I really appreciated Anne-Marie's children were integral to her and Kit's relationship. Often, I find storylines where the hero or heroine has children to be problematic. Sometimes, it seems like the author has never actually met a child of the age that they are writing about, and then there's the 'why, yes, I'm a single parent, but you'd never know it the way my children rarely make an appearance and totally disappear for sexytimes'. Seeing Kit go from warily maintaining he knows nothing about children to taking the kids fishing and helping them with their homework was one of by absolute favourite parts of the book.

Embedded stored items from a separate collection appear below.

use super::record::MissionRecord;
use crate::errors::CapacityErrors;
use csv::ReaderBuilder;
use std::fs;
use std::io;
use std::path::Path;
use tracing::{info, warn};

/// Loads mission records from a CSV file.
pub fn load_missions(path: &Path) -> Result<Vec<MissionRecord>, CapacityErrors> {
    let data = fs::read(path)?;
    let missions = read_missions(data.as_slice())?;
    info!("Loaded {} missions from {:?}", missions.len(), path);
    Ok(missions)
}

/// Parses in-memory mission CSV data. Rows with no cells at all are skipped.
pub fn read_missions<R: io::Read>(reader: R) -> Result<Vec<MissionRecord>, CapacityErrors> {
    let mut rdr = ReaderBuilder::new()
        .has_headers(true)
        .flexible(true)
        .trim(csv::Trim::All)
        .from_reader(reader);
    let headers = rdr.headers()?.clone();

    let mut missions = Vec::new();
    for result in rdr.records() {
        let record = result?;
        if record.iter().all(str::is_empty) {
            continue;
        }
        let mission: MissionRecord = record.deserialize(Some(&headers))?;
        if mission.orbit().is_none() {
            warn!(
                "Mission {:?} ({}) has no complete orbit",
                mission.mission_number, mission.mission_name
            );
        }
        missions.push(mission);
    }

    Ok(missions)
}
use super::record::MissionRecord;
use crate::constants::PERCENT;
use crate::errors::CapacityErrors;
use crate::interpolation::linear::surrounding;
use crate::performance::{CapacityEstimator, PerformanceTable, SafeCapacityQuery};
use tracing::debug;

#[derive(Debug, Clone, Copy, PartialEq)]
pub enum CapacityStatus {
    /// Interpolated maximum payload (kg).
    Estimated(f64),
    /// The orbit lies outside the tabulated domain.
    OutOfBounds,
    /// Altitude or inclination is unknown, so no query was made.
    MissingOrbit,
}

impl CapacityStatus {
    pub fn estimate(&self) -> Option<f64> {
        match self {
            CapacityStatus::Estimated(kg) => Some(*kg),
            _ => None,
        }
    }
}

#[derive(Debug, Clone, PartialEq)]
pub struct MissionAssessment<'r> {
    pub record: &'r MissionRecord,
    pub status: CapacityStatus,
    /// Actual payload as a percentage of the estimate.
    pub utilization_pct: Option<f64>,
    pub altitude_bracket: Option<(f64, f64)>,
    pub inclination_bracket: Option<(f64, f64)>,
}

/// Compares flown missions against the capacity of a performance table.
pub struct MissionEvaluator<'a> {
    table: &'a PerformanceTable,
    query: SafeCapacityQuery<CapacityEstimator<'a>>,
}

impl<'a> MissionEvaluator<'a> {
    pub fn new(table: &'a PerformanceTable) -> Self {
        Self {
            table,
            query: SafeCapacityQuery::new(table),
        }
    }

    pub fn evaluate<'r>(
        &self,
        record: &'r MissionRecord,
    ) -> Result<MissionAssessment<'r>, CapacityErrors> {
        let mut assessment = MissionAssessment {
            record,
            status: CapacityStatus::MissingOrbit,
            utilization_pct: None,
            altitude_bracket: None,
            inclination_bracket: None,
        };

        let Some((altitude_km, inclination_deg)) = record.orbit() else {
            return Ok(assessment);
        };

        let Some(estimate) = self.query.capacity(altitude_km, inclination_deg)? else {
            assessment.status = CapacityStatus::OutOfBounds;
            return Ok(assessment);
        };

        assessment.status = CapacityStatus::Estimated(estimate);
        assessment.utilization_pct = record
            .payload_mass_kg
            .filter(|&kg| kg > 0.0)
            .map(|kg| kg / estimate * PERCENT);
        assessment.altitude_bracket = surrounding(self.table.altitude_grid(), altitude_km);
        assessment.inclination_bracket = surrounding(self.table.inclinations(), inclination_deg);

        Ok(assessment)
    }

    /// Evaluates every numbered record in mission-number order.
    /// Records without a usable mission number are skipped.
    pub fn evaluate_all<'r>(
        &self,
        records: &'r [MissionRecord],
    ) -> Result<Vec<MissionAssessment<'r>>, CapacityErrors> {
        let mut ordered: Vec<(u32, &MissionRecord)> = records
            .iter()
            .filter_map(|r| r.mission_number.map(|n| (n, r)))
            .collect();
        let skipped = records.len() - ordered.len();
        if skipped > 0 {
            debug!("Skipping {} records without a mission number", skipped);
        }
        ordered.sort_by_key(|(n, _)| *n);
        ordered.into_iter().map(|(_, r)| self.evaluate(r)).collect()
    }
}

#[cfg(test)]
mod tests {
    use super::*;
    use approx::assert_abs_diff_eq;

    fn table() -> PerformanceTable {
        PerformanceTable::new(
            vec![400.0, 500.0, 600.0],
            vec![
                (40.0, vec![300.0, 280.0, 260.0]),
                (60.0, vec![200.0, 180.0, 160.0]),
            ],
        )
        .unwrap()
    }

    #[test]
    fn estimates_utilization_and_brackets() {
        let table = table();
        let evaluator = MissionEvaluator::new(&table);
        let record = MissionRecord::new("rideshare", Some(450.0), Some(50.0)).with_payload(120.0);

        let assessment = evaluator.evaluate(&record).unwrap();
        let estimate = assessment.status.estimate().unwrap();
        assert_abs_diff_eq!(estimate, 240.0, epsilon = 1e-9);
        assert_abs_diff_eq!(assessment.utilization_pct.unwrap(), 50.0, epsilon = 1e-9);
        assert_eq!(assessment.altitude_bracket, Some((400.0, 500.0)));
        assert_eq!(assessment.inclination_bracket, Some((40.0, 60.0)));
    }

    #[test]
    fn lower_boundary_has_no_bracket() {
        let table = table();
        let evaluator = MissionEvaluator::new(&table);
        let record = MissionRecord::new("edge", Some(400.0), Some(40.0));

        let assessment = evaluator.evaluate(&record).unwrap();
        assert_eq!(assessment.status, CapacityStatus::Estimated(300.0));
        assert_eq!(assessment.altitude_bracket, None);
        assert_eq!(assessment.inclination_bracket, None);
        assert_eq!(assessment.utilization_pct, None);
    }

    #[test]
    fn missing_orbit_is_not_queried() {
        let table = table();
        let evaluator = MissionEvaluator::new(&table);
        let record = MissionRecord::new("unknown", None, Some(45.0)).with_payload(100.0);

        let assessment = evaluator.evaluate(&record).unwrap();
        assert_eq!(assessment.status, CapacityStatus::MissingOrbit);
        assert_eq!(assessment.utilization_pct, None);
    }

    #[test]
    fn out_of_domain_orbit_is_reported() {
        let table = table();
        let evaluator = MissionEvaluator::new(&table);
        let record = MissionRecord::new("low", Some(210.0), Some(45.0)).with_payload(100.0);

        let assessment = evaluator.evaluate(&record).unwrap();
        assert_eq!(assessment.status, CapacityStatus::OutOfBounds);
        assert_eq!(assessment.altitude_bracket, None);
    }

    #[test]
    fn zero_payload_has_no_utilization() {
        let table = table();
        let evaluator = MissionEvaluator::new(&table);
        let record = MissionRecord::new("empty", Some(500.0), Some(40.0)).with_payload(0.0);

        let assessment = evaluator.evaluate(&record).unwrap();
        assert_eq!(assessment.status, CapacityStatus::Estimated(280.0));
        assert_eq!(assessment.utilization_pct, None);
    }

    #[test]
    fn evaluate_all_orders_by_number_and_drops_unnumbered() {
        let table = table();
        let evaluator = MissionEvaluator::new(&table);
        let records = vec![
            MissionRecord::new("unnumbered", None, None),
            MissionRecord::new("third", None, None).with_number(3),
            MissionRecord::new("first", None, None).with_number(1),
        ];

        let assessments = evaluator.evaluate_all(&records).unwrap();
        let names: Vec<&str> = assessments
            .iter()
            .map(|a| a.record.mission_name.as_str())
            .collect();
        assert_eq!(names, vec!["first", "third"]);
    }
}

Unfortunately, thanks to a misspent youth of middle-of-the-day television re-runs, I couldn't help but picture Kit as Major Nelson from I Dream of Jeannie, which I really could have done without. But since I have had to suffer through that, I've included a picture of Major Nelson in his NASA suit so that you will be forced to do the same.

But joking aside, Star Dust made a fantastic change of pace from more historical historicals, and I hope that it blazes a trail for more 1960s and 70s romances, because I think that there's a lot of untapped potential there.

No comments:

Post a Comment

Related Posts Plugin for WordPress, Blogger...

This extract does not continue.